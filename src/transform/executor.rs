//! High-level evaluation of derived-field formulas against a form's values.
//!
//! The executor resolves each parent id to the token its label produces,
//! compiles and renders the formula, and interprets the result. Evaluation
//! never fails towards the caller: any error yields an empty string.

use chrono::NaiveDate;
use log::debug;

use super::ast::Template;
use super::interpreter::Interpreter;
use super::parser::{Binding, TransformParser};
use crate::schema::types::{Field, FieldId, SchemaError, SubmissionData};

#[derive(Debug, Clone, Default)]
pub struct FormulaExecutor {
    interpreter: Interpreter,
}

impl FormulaExecutor {
    pub fn new() -> Self {
        Self::default()
    }

    /// Executor whose `AGE` is computed relative to `today`.
    pub fn with_today(today: NaiveDate) -> Self {
        Self {
            interpreter: Interpreter::with_today(today),
        }
    }

    pub fn interpreter(&self) -> &Interpreter {
        &self.interpreter
    }

    /// Evaluates `formula` reading `parents` from `values`.
    ///
    /// `fields` supplies the labels that name each parent in the formula; a
    /// parent id missing from `fields` is referred to by the id itself and,
    /// having no value, renders as the empty string.
    pub fn evaluate(
        &self,
        formula: &str,
        parents: &[FieldId],
        fields: &[Field],
        values: &SubmissionData,
    ) -> String {
        match self.try_evaluate(formula, parents, fields, values) {
            Ok(result) => result,
            Err(e) => {
                debug!("Formula '{}' failed to evaluate: {}", formula, e);
                String::new()
            }
        }
    }

    pub fn try_evaluate(
        &self,
        formula: &str,
        parents: &[FieldId],
        fields: &[Field],
        values: &SubmissionData,
    ) -> Result<String, SchemaError> {
        let template = Self::compile(formula, parents, fields)?;
        let rendered = template.render(values);
        let expr = TransformParser::parse(&rendered);
        Ok(self.interpreter.evaluate(&expr))
    }

    /// Value of a derived field, or `None` for fields that are not derived.
    pub fn evaluate_field(
        &self,
        field: &Field,
        fields: &[Field],
        values: &SubmissionData,
    ) -> Option<String> {
        let config = field.active_derivation()?;
        Some(self.evaluate(&config.formula, &config.parent_fields, fields, values))
    }

    pub fn compile(
        formula: &str,
        parents: &[FieldId],
        fields: &[Field],
    ) -> Result<Template, SchemaError> {
        let bindings: Vec<Binding> = parents
            .iter()
            .map(|id| {
                let token = fields
                    .iter()
                    .find(|f| &f.id == id)
                    .map(Field::formula_token)
                    .unwrap_or_else(|| id.clone());
                Binding::new(id.clone(), token)
            })
            .collect();
        TransformParser::compile(formula, &bindings)
    }
}

/// Evaluates a formula relative to the current local date.
pub fn evaluate(
    formula: &str,
    parents: &[FieldId],
    fields: &[Field],
    values: &SubmissionData,
) -> String {
    FormulaExecutor::new().evaluate(formula, parents, fields, values)
}
//! Parser for the derived-field formula language.
//!
//! Two entry points:
//! - [`TransformParser::compile`] splits raw formula text into a [`Template`]
//!   by locating whole-word, case-insensitive occurrences of each parent
//!   field's token.
//! - [`TransformParser::parse`] tokenizes rendered text and recognises a
//!   builtin call covering the whole input; any other text becomes a literal.

use std::ops::Range;

use regex::{NoExpand, Regex};

use super::ast::{Builtin, Expression, Segment, Template};
use crate::schema::types::{FieldId, SchemaError};

/// A parent field as seen by the formula: its id and the token that names it.
#[derive(Debug, Clone, PartialEq)]
pub struct Binding {
    pub field_id: FieldId,
    pub token: String,
}

impl Binding {
    pub fn new(field_id: impl Into<FieldId>, token: impl Into<String>) -> Self {
        Self {
            field_id: field_id.into(),
            token: token.into(),
        }
    }
}

pub struct TransformParser;

impl TransformParser {
    /// Compiles `formula` against the given bindings, applied in order.
    ///
    /// Earlier bindings claim their occurrences first; text already claimed by
    /// a reference is not searched again by later bindings.
    pub fn compile(formula: &str, bindings: &[Binding]) -> Result<Template, SchemaError> {
        let mut pieces = vec![Piece::Literal(0..formula.len())];

        for binding in bindings {
            if binding.token.is_empty() {
                continue;
            }
            let pattern = token_pattern(&binding.token)?;
            let mut next = Vec::with_capacity(pieces.len());
            for piece in pieces {
                match piece {
                    Piece::Literal(range) => {
                        split_literal(formula, range, &pattern, binding, &mut next)
                    }
                    reference => next.push(reference),
                }
            }
            pieces = next;
        }

        let segments = pieces
            .into_iter()
            .map(|piece| match piece {
                Piece::Literal(range) => Segment::Literal(formula[range].to_string()),
                Piece::Ref(field_id, range) => Segment::FieldRef {
                    field_id,
                    token: formula[range].to_string(),
                },
            })
            .collect();
        Ok(Template { segments })
    }

    /// Parses rendered formula text.
    pub fn parse(text: &str) -> Expression {
        let tokens = Lexer::new(text).tokenize();
        let mut parser = Parser {
            text,
            tokens: &tokens,
            pos: 0,
        };
        parser
            .parse_call()
            .unwrap_or_else(|| Expression::Literal(text.to_string()))
    }

    /// Replaces every token occurrence directly in `formula`, for callers that
    /// only need the substituted text.
    pub fn substitute(formula: &str, token: &str, value: &str) -> Result<String, SchemaError> {
        if token.is_empty() {
            return Ok(formula.to_string());
        }
        let pattern = token_pattern(token)?;
        Ok(pattern.replace_all(formula, NoExpand(value)).into_owned())
    }
}

fn token_pattern(token: &str) -> Result<Regex, SchemaError> {
    let pattern = format!(r"(?i)(?-u:\b){}(?-u:\b)", regex::escape(token));
    Regex::new(&pattern).map_err(|e| {
        SchemaError::InvalidTransform(format!("Cannot build matcher for '{}': {}", token, e))
    })
}

/// Span of the formula text, either unclaimed or claimed by a parent field.
enum Piece {
    Literal(Range<usize>),
    Ref(FieldId, Range<usize>),
}

/// Splits the unclaimed span `range` of `formula` around occurrences of
/// `pattern`. Matching runs on the whole formula so word boundaries at the
/// span edges see the surrounding text.
fn split_literal(
    formula: &str,
    range: Range<usize>,
    pattern: &Regex,
    binding: &Binding,
    out: &mut Vec<Piece>,
) {
    let mut last = range.start;
    while last < range.end {
        let m = match pattern.find_at(formula, last) {
            Some(m) if m.end() <= range.end => m,
            _ => break,
        };
        if m.start() > last {
            out.push(Piece::Literal(last..m.start()));
        }
        out.push(Piece::Ref(binding.field_id.clone(), m.range()));
        last = m.end();
    }
    if last < range.end {
        out.push(Piece::Literal(last..range.end));
    }
}

#[derive(Debug, Clone, Copy, PartialEq, Eq)]
enum TokenKind {
    Ident,
    LParen,
    RParen,
    Comma,
    Other,
}

#[derive(Debug, Clone, Copy)]
struct Token {
    kind: TokenKind,
    start: usize,
    end: usize,
}

struct Lexer<'a> {
    text: &'a str,
}

impl<'a> Lexer<'a> {
    fn new(text: &'a str) -> Self {
        Self { text }
    }

    fn tokenize(&self) -> Vec<Token> {
        let mut tokens: Vec<Token> = Vec::new();
        let mut chars = self.text.char_indices().peekable();

        while let Some((start, c)) = chars.next() {
            let kind = match c {
                '(' => TokenKind::LParen,
                ')' => TokenKind::RParen,
                ',' => TokenKind::Comma,
                c if is_ident_start(c) => {
                    let mut end = start + c.len_utf8();
                    while let Some(&(i, next)) = chars.peek() {
                        if !is_ident_continue(next) {
                            break;
                        }
                        end = i + next.len_utf8();
                        chars.next();
                    }
                    tokens.push(Token {
                        kind: TokenKind::Ident,
                        start,
                        end,
                    });
                    continue;
                }
                _ => TokenKind::Other,
            };

            let end = start + c.len_utf8();
            // Merge runs of uninteresting characters into one token.
            if kind == TokenKind::Other {
                if let Some(prev) = tokens.last_mut() {
                    if prev.kind == TokenKind::Other && prev.end == start {
                        prev.end = end;
                        continue;
                    }
                }
            }
            tokens.push(Token { kind, start, end });
        }

        tokens
    }
}

fn is_ident_start(c: char) -> bool {
    c.is_ascii_alphabetic() || c == '_'
}

fn is_ident_continue(c: char) -> bool {
    c.is_ascii_alphanumeric() || c == '_'
}

struct Parser<'a> {
    text: &'a str,
    tokens: &'a [Token],
    pos: usize,
}

impl<'a> Parser<'a> {
    fn peek(&self) -> Option<&Token> {
        self.tokens.get(self.pos)
    }

    fn advance(&mut self) -> Option<Token> {
        let token = self.tokens.get(self.pos).copied();
        if token.is_some() {
            self.pos += 1;
        }
        token
    }

    fn expect(&mut self, kind: TokenKind) -> Option<Token> {
        match self.peek() {
            Some(token) if token.kind == kind => self.advance(),
            _ => None,
        }
    }

    /// call := BUILTIN '(' args ')' <end>
    fn parse_call(&mut self) -> Option<Expression> {
        let name = self.expect(TokenKind::Ident)?;
        let function = Builtin::from_name(&self.text[name.start..name.end])?;
        let open = self.expect(TokenKind::LParen)?;

        let close = *self.tokens.last()?;
        if close.kind != TokenKind::RParen || self.pos >= self.tokens.len() {
            return None;
        }

        let args = self.parse_args(open.end, self.tokens.len() - 1, close.start);
        Some(Expression::Call {
            function,
            args,
            source: self.text.to_string(),
        })
    }

    /// args := text (',' text)*
    ///
    /// Every comma between the outer parentheses separates arguments,
    /// regardless of quoting or nesting.
    fn parse_args(&mut self, inner_start: usize, close_index: usize, inner_end: usize) -> Vec<String> {
        let mut args = Vec::new();
        let mut arg_start = inner_start;
        while self.pos < close_index {
            if let Some(token) = self.advance() {
                if token.kind == TokenKind::Comma {
                    args.push(self.text[arg_start..token.start].to_string());
                    arg_start = token.end;
                }
            }
        }
        args.push(self.text[arg_start..inner_end].to_string());
        args
    }
}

────────────────────────────────────────

### EXERCISE PROMPT
Across the material, how many lines contain the word "Lexer"? Only the number is wanted.

### RESULT OF THE EXERCISE
3